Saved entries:
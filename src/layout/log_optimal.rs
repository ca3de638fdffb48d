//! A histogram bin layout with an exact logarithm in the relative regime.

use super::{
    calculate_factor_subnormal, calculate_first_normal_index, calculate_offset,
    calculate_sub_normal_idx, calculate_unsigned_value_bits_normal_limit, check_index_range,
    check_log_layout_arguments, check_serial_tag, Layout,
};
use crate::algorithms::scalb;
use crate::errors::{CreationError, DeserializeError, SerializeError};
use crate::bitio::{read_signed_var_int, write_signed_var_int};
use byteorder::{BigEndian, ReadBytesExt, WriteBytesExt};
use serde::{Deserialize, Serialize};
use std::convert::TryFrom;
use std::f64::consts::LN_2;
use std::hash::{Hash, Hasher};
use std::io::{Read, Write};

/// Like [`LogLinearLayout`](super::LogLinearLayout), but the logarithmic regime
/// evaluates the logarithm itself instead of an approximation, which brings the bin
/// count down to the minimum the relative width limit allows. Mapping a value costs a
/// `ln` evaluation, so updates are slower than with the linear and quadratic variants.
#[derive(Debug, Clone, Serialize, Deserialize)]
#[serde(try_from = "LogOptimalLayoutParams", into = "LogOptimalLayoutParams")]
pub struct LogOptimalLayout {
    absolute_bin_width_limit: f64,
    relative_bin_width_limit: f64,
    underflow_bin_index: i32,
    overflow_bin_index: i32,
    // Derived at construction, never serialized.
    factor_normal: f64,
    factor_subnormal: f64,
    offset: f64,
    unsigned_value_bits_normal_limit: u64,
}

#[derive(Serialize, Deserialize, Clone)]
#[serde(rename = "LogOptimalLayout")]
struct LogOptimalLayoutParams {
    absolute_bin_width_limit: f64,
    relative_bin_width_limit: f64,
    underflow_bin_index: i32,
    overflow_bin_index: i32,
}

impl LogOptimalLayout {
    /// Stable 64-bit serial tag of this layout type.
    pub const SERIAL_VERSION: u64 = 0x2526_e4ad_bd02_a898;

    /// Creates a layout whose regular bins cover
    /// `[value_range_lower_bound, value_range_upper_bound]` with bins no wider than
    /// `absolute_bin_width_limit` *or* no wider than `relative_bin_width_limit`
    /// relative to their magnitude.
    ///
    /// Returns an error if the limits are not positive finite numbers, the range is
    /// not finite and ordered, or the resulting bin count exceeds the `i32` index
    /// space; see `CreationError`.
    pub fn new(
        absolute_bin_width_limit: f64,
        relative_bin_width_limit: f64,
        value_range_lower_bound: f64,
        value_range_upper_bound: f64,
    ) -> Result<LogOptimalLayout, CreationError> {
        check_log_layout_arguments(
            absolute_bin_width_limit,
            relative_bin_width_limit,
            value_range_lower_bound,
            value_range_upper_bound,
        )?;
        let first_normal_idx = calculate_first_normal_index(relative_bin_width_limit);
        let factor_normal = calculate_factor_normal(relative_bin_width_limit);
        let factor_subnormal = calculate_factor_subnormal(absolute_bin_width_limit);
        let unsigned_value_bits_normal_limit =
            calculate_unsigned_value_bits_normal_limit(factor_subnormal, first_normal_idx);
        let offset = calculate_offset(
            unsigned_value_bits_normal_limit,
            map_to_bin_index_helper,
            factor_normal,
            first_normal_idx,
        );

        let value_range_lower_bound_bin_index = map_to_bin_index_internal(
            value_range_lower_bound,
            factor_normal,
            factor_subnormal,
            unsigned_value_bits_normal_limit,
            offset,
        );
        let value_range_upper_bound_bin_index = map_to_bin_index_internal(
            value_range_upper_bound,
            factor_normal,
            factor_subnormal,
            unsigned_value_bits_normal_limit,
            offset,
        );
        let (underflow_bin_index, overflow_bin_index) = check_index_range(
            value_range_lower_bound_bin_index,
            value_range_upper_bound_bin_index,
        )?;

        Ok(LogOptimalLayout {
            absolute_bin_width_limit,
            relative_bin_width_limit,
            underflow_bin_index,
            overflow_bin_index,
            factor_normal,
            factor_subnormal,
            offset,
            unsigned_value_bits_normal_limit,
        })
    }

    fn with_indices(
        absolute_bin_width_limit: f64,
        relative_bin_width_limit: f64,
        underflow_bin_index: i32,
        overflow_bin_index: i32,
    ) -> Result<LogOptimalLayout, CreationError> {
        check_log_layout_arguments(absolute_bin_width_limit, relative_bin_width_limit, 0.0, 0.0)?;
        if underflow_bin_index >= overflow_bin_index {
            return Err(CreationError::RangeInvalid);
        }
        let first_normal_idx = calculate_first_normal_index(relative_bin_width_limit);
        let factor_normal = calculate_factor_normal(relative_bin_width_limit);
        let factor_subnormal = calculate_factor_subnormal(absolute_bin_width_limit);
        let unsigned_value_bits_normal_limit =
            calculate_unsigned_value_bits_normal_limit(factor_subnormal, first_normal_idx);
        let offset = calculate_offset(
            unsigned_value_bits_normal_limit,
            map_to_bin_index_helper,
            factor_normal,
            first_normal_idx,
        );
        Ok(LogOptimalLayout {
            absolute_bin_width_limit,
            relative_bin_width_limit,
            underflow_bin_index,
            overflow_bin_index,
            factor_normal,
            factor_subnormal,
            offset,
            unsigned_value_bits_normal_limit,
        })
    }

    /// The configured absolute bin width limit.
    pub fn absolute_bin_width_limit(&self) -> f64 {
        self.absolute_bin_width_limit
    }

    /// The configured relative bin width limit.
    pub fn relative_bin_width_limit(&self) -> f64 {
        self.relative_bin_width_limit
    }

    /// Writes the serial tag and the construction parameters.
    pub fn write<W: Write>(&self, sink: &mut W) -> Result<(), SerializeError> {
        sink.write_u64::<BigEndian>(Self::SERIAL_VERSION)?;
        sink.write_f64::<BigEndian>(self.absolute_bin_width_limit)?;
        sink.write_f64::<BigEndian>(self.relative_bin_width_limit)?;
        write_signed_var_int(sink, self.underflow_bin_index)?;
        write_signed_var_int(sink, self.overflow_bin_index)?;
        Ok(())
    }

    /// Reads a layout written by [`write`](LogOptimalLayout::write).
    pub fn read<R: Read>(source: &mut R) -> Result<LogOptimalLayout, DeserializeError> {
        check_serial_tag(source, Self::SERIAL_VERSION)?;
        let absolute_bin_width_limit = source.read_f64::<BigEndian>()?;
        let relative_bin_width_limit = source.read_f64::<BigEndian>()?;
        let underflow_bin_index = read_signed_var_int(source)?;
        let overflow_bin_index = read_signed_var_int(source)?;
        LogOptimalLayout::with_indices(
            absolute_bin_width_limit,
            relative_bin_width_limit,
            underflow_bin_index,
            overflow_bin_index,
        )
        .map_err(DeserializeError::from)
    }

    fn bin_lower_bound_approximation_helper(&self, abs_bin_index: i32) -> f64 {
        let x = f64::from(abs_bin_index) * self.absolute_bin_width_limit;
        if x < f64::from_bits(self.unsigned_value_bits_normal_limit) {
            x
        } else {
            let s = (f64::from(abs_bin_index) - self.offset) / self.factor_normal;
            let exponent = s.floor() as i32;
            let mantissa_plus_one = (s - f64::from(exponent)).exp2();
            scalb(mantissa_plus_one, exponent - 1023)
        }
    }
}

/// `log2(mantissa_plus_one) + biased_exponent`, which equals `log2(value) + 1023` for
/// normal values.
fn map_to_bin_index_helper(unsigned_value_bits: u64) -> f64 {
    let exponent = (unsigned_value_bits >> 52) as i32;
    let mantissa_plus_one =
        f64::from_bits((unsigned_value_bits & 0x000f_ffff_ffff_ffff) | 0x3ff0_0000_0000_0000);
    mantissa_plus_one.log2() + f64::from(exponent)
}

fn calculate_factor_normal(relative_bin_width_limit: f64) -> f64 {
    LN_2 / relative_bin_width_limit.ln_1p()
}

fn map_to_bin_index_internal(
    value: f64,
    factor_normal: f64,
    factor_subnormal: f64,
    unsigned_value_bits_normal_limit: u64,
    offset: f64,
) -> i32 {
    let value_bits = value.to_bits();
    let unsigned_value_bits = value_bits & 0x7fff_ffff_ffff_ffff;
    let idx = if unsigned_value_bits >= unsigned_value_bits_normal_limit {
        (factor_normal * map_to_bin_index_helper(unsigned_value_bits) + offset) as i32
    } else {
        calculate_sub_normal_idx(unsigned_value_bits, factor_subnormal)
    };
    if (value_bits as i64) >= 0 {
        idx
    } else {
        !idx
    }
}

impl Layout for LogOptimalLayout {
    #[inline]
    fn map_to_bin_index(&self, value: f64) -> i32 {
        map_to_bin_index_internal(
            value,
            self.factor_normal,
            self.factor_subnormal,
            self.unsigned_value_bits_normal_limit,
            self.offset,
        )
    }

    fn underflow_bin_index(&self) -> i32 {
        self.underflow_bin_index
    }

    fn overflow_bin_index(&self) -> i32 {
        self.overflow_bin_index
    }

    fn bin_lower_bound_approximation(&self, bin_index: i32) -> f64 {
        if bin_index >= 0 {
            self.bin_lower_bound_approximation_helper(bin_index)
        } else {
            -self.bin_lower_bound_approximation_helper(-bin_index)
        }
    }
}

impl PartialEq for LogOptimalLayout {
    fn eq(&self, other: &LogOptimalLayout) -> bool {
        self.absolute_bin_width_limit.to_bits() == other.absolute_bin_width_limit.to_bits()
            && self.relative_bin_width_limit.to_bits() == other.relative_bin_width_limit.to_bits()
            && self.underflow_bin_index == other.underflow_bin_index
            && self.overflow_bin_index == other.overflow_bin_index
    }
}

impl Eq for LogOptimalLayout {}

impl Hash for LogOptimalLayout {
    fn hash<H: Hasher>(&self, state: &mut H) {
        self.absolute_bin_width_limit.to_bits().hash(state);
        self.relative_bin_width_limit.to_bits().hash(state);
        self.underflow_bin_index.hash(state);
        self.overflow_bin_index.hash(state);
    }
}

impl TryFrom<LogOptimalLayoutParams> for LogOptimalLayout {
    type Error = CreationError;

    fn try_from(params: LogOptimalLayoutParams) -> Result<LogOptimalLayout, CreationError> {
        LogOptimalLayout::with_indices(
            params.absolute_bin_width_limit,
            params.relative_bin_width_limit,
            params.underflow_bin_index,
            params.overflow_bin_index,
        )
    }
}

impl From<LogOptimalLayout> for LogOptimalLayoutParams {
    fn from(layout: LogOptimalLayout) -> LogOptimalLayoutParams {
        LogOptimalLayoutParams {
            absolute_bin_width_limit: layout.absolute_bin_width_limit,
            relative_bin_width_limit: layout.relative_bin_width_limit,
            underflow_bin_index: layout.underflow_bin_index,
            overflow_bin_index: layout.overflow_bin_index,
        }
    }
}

Task to complete: What is needed is an exact copy of the entries from their first line down to the line with "brings the bin", that line included, and nothing beyond it.

Result for this exercise:
filename src/layout/log_optimal.rs
repository ca3de638fdffb48d
//! A histogram bin layout with an exact logarithm in the relative regime.

use super::{
    calculate_factor_subnormal, calculate_first_normal_index, calculate_offset,
    calculate_sub_normal_idx, calculate_unsigned_value_bits_normal_limit, check_index_range,
    check_log_layout_arguments, check_serial_tag, Layout,
};
use crate::algorithms::scalb;
use crate::errors::{CreationError, DeserializeError, SerializeError};
use crate::bitio::{read_signed_var_int, write_signed_var_int};
use byteorder::{BigEndian, ReadBytesExt, WriteBytesExt};
use serde::{Deserialize, Serialize};
use std::convert::TryFrom;
use std::f64::consts::LN_2;
use std::hash::{Hash, Hasher};
use std::io::{Read, Write};

/// Like [`LogLinearLayout`](super::LogLinearLayout), but the logarithmic regime
/// evaluates the logarithm itself instead of an approximation, which brings the bin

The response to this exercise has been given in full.